吉普怀愤恨道“男子汉大丈夫,敢做难道不敢说?我是瞧见一家大姑娘长得好看,夜里跳进墙去采花啦。她不从,我就一刀杀了。哪知她临死时一声大叫,给人听见了,护院的武师中竟有几名好手,一齐涌来,好汉敌不过人多,我就给他们擒住了。”

王嘉遇听他述说自己的恶行,竟然毫无羞愧之意,心想这人实在无耻至极!

吉普怀又道“他们打了我一顿,将我送进衙门里监了起来。我可也不害怕,我这件案子不是小事,早已沸沸扬扬传开了,六叔既然在扬州,他的武功何等了得,得知讯息后,自然会来救我出狱的。哪知等了十多天,六叔始终没来。直到狱卒告诉我,知县文书下来,给我判了个斩立决,我才慌了起来。”

吉逸然冷哼一声“我还道你是不会怕的。”

吉普怀不去理她,继续道“过了三天,狱卒拿了一大碗酒、一盘牛肉来给我吃,我知道就要处决了,心想,人都是要死的,只不过老子还年纪轻轻,艳福还没有享够呢,不免有点可惜,索性心一横,把酒肉吃得干干净净,倒头便睡。睡到半夜,忽然有人轻轻拍我肩头,我翻身坐起,听得那人低声说‘别作声,我救你出去。

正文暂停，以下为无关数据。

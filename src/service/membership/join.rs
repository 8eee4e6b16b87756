use palaver_core::{
	Result, implement,
	matrix::{Membership, RoomId, State, UserId},
};

use super::Service;

/// Join a room: directly for public rooms, by accepting a pending invite
/// otherwise. The sender's profile snapshot is attached to the membership
/// event.
#[implement(Service)]
#[tracing::instrument(level = "debug", skip_all, fields(%sender, %room_id))]
pub fn join(&self, sender: &UserId, room_id: &RoomId) -> Result<State> {
	self.membership_change(room_id, sender, sender, Membership::Join)
}

/// Let a knocking user in. Only a member holding the invite threshold may
/// do this; the knocker cannot admit themselves.
#[implement(Service)]
#[tracing::instrument(level = "debug", skip_all, fields(%sender, %room_id, %user_id))]
pub fn admit(&self, sender: &UserId, room_id: &RoomId, user_id: &UserId) -> Result<State> {
	self.membership_change(room_id, sender, user_id, Membership::Join)
}
use palaver_core::{
	Result, implement,
	matrix::{Membership, RoomId, State, UserId},
};

use super::Service;

/// Invite a user into a room. The room must be invite-only and the sender
/// needs the invite power threshold.
#[implement(Service)]
#[tracing::instrument(level = "debug", skip_all, fields(%sender, %room_id, %user_id))]
pub fn invite(&self, sender: &UserId, room_id: &RoomId, user_id: &UserId) -> Result<State> {
	self.membership_change(room_id, sender, user_id, Membership::Invite)
}
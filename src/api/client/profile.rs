use axum::{
	Json,
	extract::{Path, State, rejection::JsonRejection},
};
use palaver_core::{Err, Result, UserId, matrix::UserProfile};
use serde::Deserialize;
use serde_json::{Value, json};

use super::utils;
use crate::Sender;

#[derive(Deserialize)]
pub(crate) struct DisplaynameRequest {
	displayname: Option<String>,
}

#[derive(Deserialize)]
pub(crate) struct AvatarUrlRequest {
	avatar_url: Option<String>,
}

fn known_user(services: &crate::State, user_id: &str) -> Result<UserId> {
	let user_id = UserId::parse(user_id)?;
	if !services.users.exists(&user_id) {
		return Err!(Request(NotFound("user '{user_id}' doesn't exist")));
	}

	Ok(user_id)
}

/// # `GET /_matrix/client/api/v1/profile/{userId}`
pub(crate) async fn get_profile(
	State(services): State<crate::State>,
	Path(user_id): Path<String>,
) -> Result<Json<UserProfile>> {
	let user_id = known_user(&services, &user_id)?;

	Ok(Json(services.presence.profile(&user_id)))
}

/// # `GET /_matrix/client/api/v1/profile/{userId}/displayname`
pub(crate) async fn get_displayname(
	State(services): State<crate::State>,
	Path(user_id): Path<String>,
) -> Result<Json<Value>> {
	let user_id = known_user(&services, &user_id)?;
	let profile = services.presence.profile(&user_id);

	Ok(Json(json!({ "displayname": profile.displayname })))
}

/// # `PUT /_matrix/client/api/v1/profile/{userId}/displayname`
///
/// Owner-only; the change is fanned out to peers as a presence event.
pub(crate) async fn set_displayname(
	State(services): State<crate::State>,
	Path(user_id): Path<String>,
	Sender(sender): Sender,
	body: Result<Json<DisplaynameRequest>, JsonRejection>,
) -> Result<Json<Value>> {
	let user_id = known_user(&services, &user_id)?;
	let Some(displayname) = utils::body(body)?.displayname else {
		return Err!(Request(BadJson("missing 'displayname'")));
	};

	services
		.presence
		.update_profile(&user_id, &sender, Some(displayname), None)?;

	Ok(utils::empty())
}

/// # `GET /_matrix/client/api/v1/profile/{userId}/avatar_url`
pub(crate) async fn get_avatar_url(
	State(services): State<crate::State>,
	Path(user_id): Path<String>,
) -> Result<Json<Value>> {
	let user_id = known_user(&services, &user_id)?;
	let profile = services.presence.profile(&user_id);

	Ok(Json(json!({ "avatar_url": profile.avatar_url })))
}

/// # `PUT /_matrix/client/api/v1/profile/{userId}/avatar_url`
pub(crate) async fn set_avatar_url(
	State(services): State<crate::State>,
	Path(user_id): Path<String>,
	Sender(sender): Sender,
	body: Result<Json<AvatarUrlRequest>, JsonRejection>,
) -> Result<Json<Value>> {
	let user_id = known_user(&services, &user_id)?;
	let Some(avatar_url) = utils::body(body)?.avatar_url else {
		return Err!(Request(BadJson("missing 'avatar_url'")));
	};

	services
		.presence
		.update_profile(&user_id, &sender, None, Some(avatar_url))?;

	Ok(utils::empty())
}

’接着嚓嚓几声响,我手脚上的镣铐都被他一柄锋利至极的兵刃削断了。他拉着我的手,跳出牢狱。那人轻功极好,手劲又大,拉着我赶路,我倒省了一大半力气。他带了我来到宝应城外一座破庙里,他点亮神案上的蜡烛,我才看清楚,他是个长得很俊的年轻人,看着比我还小好几岁。”

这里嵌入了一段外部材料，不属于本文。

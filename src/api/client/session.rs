use axum::{Json, extract::{State, rejection::JsonRejection}};
use palaver_core::{Err, Result, UserId, err};
use serde::{Deserialize, Serialize};
use tracing::info;

use super::utils;

const LOGIN_TYPE_PASSWORD: &str = "m.login.password";

#[derive(Serialize)]
pub(crate) struct AuthFlow {
	#[serde(rename = "type")]
	kind: &'static str,
}

#[derive(Serialize)]
pub(crate) struct AuthFlows {
	flows: Vec<AuthFlow>,
}

fn password_flows() -> AuthFlows {
	AuthFlows { flows: vec![AuthFlow { kind: LOGIN_TYPE_PASSWORD }] }
}

#[derive(Deserialize)]
pub(crate) struct AuthRequest {
	#[serde(rename = "type")]
	kind: Option<String>,
	user: Option<String>,
	password: Option<String>,
}

#[derive(Serialize)]
pub(crate) struct AuthResponse {
	user_id: UserId,
	access_token: String,
}

/// # `GET /_matrix/client/api/v1/login`
///
/// Enumerates the supported login flows.
pub(crate) async fn get_login_flows() -> Json<AuthFlows> { Json(password_flows()) }

/// # `GET /_matrix/client/api/v1/register`
///
/// Enumerates the supported registration flows.
pub(crate) async fn get_register_flows() -> Json<AuthFlows> { Json(password_flows()) }

/// # `POST /_matrix/client/api/v1/register`
///
/// Creates the user on this server's domain, stores the credential hash
/// and mints an access token.
pub(crate) async fn register(
	State(services): State<crate::State>,
	body: Result<Json<AuthRequest>, JsonRejection>,
) -> Result<Json<AuthResponse>> {
	let body = utils::body(body)?;
	let (user_id, password) = credentials(&services, &body)?;

	services.users.create(&user_id)?;
	services.users.set_password(&user_id, &password)?;

	info!(%user_id, "registered user");

	let access_token = services.tokens.mint(&user_id);
	Ok(Json(AuthResponse { user_id, access_token }))
}

/// # `POST /_matrix/client/api/v1/login`
///
/// Verifies the password against the stored hash and mints a fresh token.
pub(crate) async fn login(
	State(services): State<crate::State>,
	body: Result<Json<AuthRequest>, JsonRejection>,
) -> Result<Json<AuthResponse>> {
	let body = utils::body(body)?;
	let (user_id, password) = credentials(&services, &body)?;

	services.users.verify_password(&user_id, &password)?;

	let access_token = services.tokens.mint(&user_id);
	Ok(Json(AuthResponse { user_id, access_token }))
}

fn credentials(services: &crate::State, body: &AuthRequest) -> Result<(UserId, String)> {
	match body.kind.as_deref() {
		| Some(LOGIN_TYPE_PASSWORD) => {},
		| kind =>
			return Err!(Request(BadJson(
				"Missing or invalid login type: '{}'",
				kind.unwrap_or_default()
			))),
	}

	let Some(user) = body.user.as_deref().filter(|user| !user.is_empty()) else {
		return Err!(Request(BadJson("Missing or invalid user")));
	};

	let Some(password) = body
		.password
		.as_deref()
		.filter(|password| !password.is_empty())
	else {
		return Err!(Request(BadJson("Missing or invalid password")));
	};

	let user_id = UserId::parse(&format!("@{user}:{}", services.globals.server_name()))
		.map_err(|_| err!(Request(BadJson("Missing or invalid user"))))?;

	Ok((user_id, password.to_owned()))
}
use std::sync::Arc;

use axum::{Router, response::IntoResponse, routing::get};
use http::Uri;
use palaver_core::err;
use palaver_service::Services;

pub(crate) fn build(services: &Arc<Services>) -> Router {
	palaver_api::build(services.clone())
		.route("/", get(it_works))
		.fallback(not_found)
		.layer(crate::layers::trace())
}

async fn not_found(_uri: Uri) -> impl IntoResponse {
	err!(Request(Unrecognized("unrecognized request")))
}

async fn it_works() -> &'static str { "hewwo from palaver" }
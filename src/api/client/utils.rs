use axum::{
	Json,
	extract::{
		Query,
		rejection::{JsonRejection, QueryRejection},
	},
};
use palaver_core::{Config, Err, Result, StreamToken};
use serde_json::{Value, json};

/// Unwrap a JSON body: malformed JSON is `NotJson`, JSON that does not fit
/// the request schema is `BadJson`.
pub(crate) fn body<T>(body: Result<Json<T>, JsonRejection>) -> Result<T> {
	match body {
		| Ok(Json(body)) => Ok(body),
		| Err(JsonRejection::JsonSyntaxError(e)) => Err!(Request(NotJson("{e}"))),
		| Err(e) => Err!(Request(BadJson("{e}"))),
	}
}

/// Unwrap a query string; any rejected value is `BadQuery`.
pub(crate) fn query<T>(query: Result<Query<T>, QueryRejection>) -> Result<T> {
	match query {
		| Ok(Query(query)) => Ok(query),
		| Err(e) => Err!(Request(BadQuery("{e}"))),
	}
}

/// Default and clamp an item limit.
pub(crate) fn limit(config: &Config, limit: Option<u64>) -> usize {
	let limit = limit
		.unwrap_or(config.event_limit_default)
		.min(config.event_limit_max);

	usize::try_from(limit).unwrap_or(usize::MAX)
}

/// Default and clamp a long-poll timeout, milliseconds.
pub(crate) fn timeout(config: &Config, timeout: Option<u64>) -> u64 {
	timeout
		.unwrap_or(config.timeout_default_ms)
		.clamp(config.timeout_min_ms, config.timeout_max_ms)
}

/// Apply the direction parameter: `b` paginates backward by forcing the
/// upper bound to the stream origin.
pub(crate) fn window(
	dir: Option<&str>,
	from: Option<StreamToken>,
	to: Option<StreamToken>,
) -> Result<(Option<StreamToken>, Option<StreamToken>)> {
	match dir {
		| None | Some("f") => Ok((from, to)),
		| Some("b") => Ok((from, Some(StreamToken::default()))),
		| Some(other) => Err!(Request(BadQuery("invalid dir '{other}'"))),
	}
}

pub(crate) fn empty() -> Json<Value> { Json(json!({})) }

说到这里,向着吉普怡和吉逸然狠狠望了一眼,继续道“我便向他行礼道谢。那人十分傲慢,也不还礼,哼了一声,道‘我姓孟,你是吉祥堡的人吗?’我点头说是,这时我看到他腰间别着的那柄削断我镣铐的兵刃,竟然是一支七尺长的笔,笔头做成匕首形状,冷飕飕的,看起来锋锐无比。”

王嘉遇暗想“那便是墨玉笔了。”

吉普怀继续道“我问他姓名,他冷冷的道‘你不必知道,反正你以后也不会感激我的。’当时我很奇怪,心想,他救了我的性命,我当然一辈子感激他。那人道‘我是为了你六叔吉善禄才救你,你跟我来。’我便跟着他走到了运河边上,上了一艘船,他吩咐船老大向南驶去,那船离开扬州十多里路,我才慢慢放心,知道官府再也追不上了。我想跟他寒暄几句,他只是冷笑不答,忽然从衣袋中取出一把短剑,我认得是六叔的随身兵器,便暗觉奇怪,怎么会落在这人手里。那人道‘你六叔是我的好朋友,哈哈!’怪笑了几声,脸上忽然露出一阵杀气,我看了,不由得打了个寒颤。他继续道‘这口箱子是你六叔托付我的,你带回家去吧。’说着向船舱中一指。我见那箱子很大,用铁钉钉得十分牢固,外面还用粗麻绳绑了几道。他说道‘你赶快回家,在路上不可停留。这口箱子必须交给你大伯亲手打开。’我一一答应着。他又说‘一个月内,我到你家来拜访,你回去传达,让你家的长辈们准备接待吧。’我听他说话颠三倒四,但也只好答应了。他嘱咐完毕,忽然提起船上的铁锚,把四个锚爪都拗了下来。”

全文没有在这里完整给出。